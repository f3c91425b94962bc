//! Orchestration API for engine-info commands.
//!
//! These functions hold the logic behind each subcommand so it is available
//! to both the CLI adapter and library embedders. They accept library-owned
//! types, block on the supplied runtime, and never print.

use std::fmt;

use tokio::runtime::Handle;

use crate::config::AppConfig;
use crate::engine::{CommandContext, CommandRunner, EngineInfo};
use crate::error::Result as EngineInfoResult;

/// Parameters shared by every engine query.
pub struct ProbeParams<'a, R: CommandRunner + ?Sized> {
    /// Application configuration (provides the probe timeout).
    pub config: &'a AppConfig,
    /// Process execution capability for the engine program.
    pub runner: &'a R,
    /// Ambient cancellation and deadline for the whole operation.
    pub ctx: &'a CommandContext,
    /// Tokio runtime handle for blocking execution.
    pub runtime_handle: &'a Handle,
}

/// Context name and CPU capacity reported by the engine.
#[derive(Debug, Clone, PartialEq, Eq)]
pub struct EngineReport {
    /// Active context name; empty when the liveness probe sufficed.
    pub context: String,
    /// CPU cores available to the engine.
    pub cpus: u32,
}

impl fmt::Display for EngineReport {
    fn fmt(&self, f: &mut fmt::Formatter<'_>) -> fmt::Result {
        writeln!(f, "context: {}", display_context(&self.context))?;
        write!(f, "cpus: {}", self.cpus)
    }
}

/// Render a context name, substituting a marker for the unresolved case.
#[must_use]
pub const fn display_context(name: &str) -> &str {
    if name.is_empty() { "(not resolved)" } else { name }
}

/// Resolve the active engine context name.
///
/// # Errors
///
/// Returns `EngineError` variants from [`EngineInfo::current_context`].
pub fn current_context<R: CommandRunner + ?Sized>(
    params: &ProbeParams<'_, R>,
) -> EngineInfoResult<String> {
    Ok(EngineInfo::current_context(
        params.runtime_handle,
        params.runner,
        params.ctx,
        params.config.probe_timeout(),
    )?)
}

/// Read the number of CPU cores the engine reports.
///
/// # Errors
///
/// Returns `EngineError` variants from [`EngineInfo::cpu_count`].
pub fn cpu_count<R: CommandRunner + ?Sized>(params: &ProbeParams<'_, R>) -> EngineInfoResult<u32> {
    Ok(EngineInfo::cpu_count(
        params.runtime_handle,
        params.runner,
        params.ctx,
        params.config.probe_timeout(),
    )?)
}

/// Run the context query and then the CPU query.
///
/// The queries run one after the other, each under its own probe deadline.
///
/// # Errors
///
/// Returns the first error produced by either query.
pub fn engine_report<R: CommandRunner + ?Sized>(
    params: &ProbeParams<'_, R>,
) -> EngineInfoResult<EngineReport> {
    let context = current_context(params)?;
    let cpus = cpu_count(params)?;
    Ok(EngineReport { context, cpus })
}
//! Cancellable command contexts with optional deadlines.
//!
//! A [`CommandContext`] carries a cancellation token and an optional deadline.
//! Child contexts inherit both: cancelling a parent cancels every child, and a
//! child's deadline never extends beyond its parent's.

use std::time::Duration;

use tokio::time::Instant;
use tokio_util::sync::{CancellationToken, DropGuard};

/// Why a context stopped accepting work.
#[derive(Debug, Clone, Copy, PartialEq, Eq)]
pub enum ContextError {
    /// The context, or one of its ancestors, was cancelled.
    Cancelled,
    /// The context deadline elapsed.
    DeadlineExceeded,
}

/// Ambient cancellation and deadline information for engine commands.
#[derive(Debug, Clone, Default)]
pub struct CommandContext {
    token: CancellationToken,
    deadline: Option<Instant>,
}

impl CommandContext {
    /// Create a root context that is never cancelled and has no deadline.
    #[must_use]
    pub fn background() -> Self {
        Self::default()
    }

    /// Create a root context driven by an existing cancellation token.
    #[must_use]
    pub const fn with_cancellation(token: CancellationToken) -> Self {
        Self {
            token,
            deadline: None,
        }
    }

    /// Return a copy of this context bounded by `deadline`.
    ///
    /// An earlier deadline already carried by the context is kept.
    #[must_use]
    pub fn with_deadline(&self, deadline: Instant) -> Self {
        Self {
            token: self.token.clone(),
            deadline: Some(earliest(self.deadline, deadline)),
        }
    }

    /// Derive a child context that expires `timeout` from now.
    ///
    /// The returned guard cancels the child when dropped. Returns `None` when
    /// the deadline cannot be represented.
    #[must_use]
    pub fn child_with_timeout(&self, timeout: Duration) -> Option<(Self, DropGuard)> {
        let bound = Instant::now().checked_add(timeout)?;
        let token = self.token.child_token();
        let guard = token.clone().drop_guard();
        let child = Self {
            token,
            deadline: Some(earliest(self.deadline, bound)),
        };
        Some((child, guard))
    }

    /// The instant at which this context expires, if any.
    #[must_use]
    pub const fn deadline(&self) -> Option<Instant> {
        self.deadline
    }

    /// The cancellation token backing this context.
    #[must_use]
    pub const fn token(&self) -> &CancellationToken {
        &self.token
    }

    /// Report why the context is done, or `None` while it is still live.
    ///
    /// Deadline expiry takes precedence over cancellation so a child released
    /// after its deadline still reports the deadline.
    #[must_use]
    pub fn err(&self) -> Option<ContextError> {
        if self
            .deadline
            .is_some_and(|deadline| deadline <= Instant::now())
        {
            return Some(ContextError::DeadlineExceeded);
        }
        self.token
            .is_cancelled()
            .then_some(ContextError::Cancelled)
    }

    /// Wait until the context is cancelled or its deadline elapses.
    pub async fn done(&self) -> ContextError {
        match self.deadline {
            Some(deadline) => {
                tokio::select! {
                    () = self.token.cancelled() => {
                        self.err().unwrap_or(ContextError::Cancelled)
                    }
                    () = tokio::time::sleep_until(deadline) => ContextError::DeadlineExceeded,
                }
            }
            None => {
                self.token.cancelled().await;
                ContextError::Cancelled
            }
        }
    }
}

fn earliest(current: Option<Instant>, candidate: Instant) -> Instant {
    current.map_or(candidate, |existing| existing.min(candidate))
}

Assigned task
In the listing above, locate the line with "pub struct ProbeParams<'a, R: CommandRunner" and the line with "the whole operation.", then extract exactly those lines and every line between them, and nothing more.

Answer for the task
pub struct ProbeParams<'a, R: CommandRunner + ?Sized> {
    /// Application configuration (provides the probe timeout).
    pub config: &'a AppConfig,
    /// Process execution capability for the engine program.
    pub runner: &'a R,
    /// Ambient cancellation and deadline for the whole operation.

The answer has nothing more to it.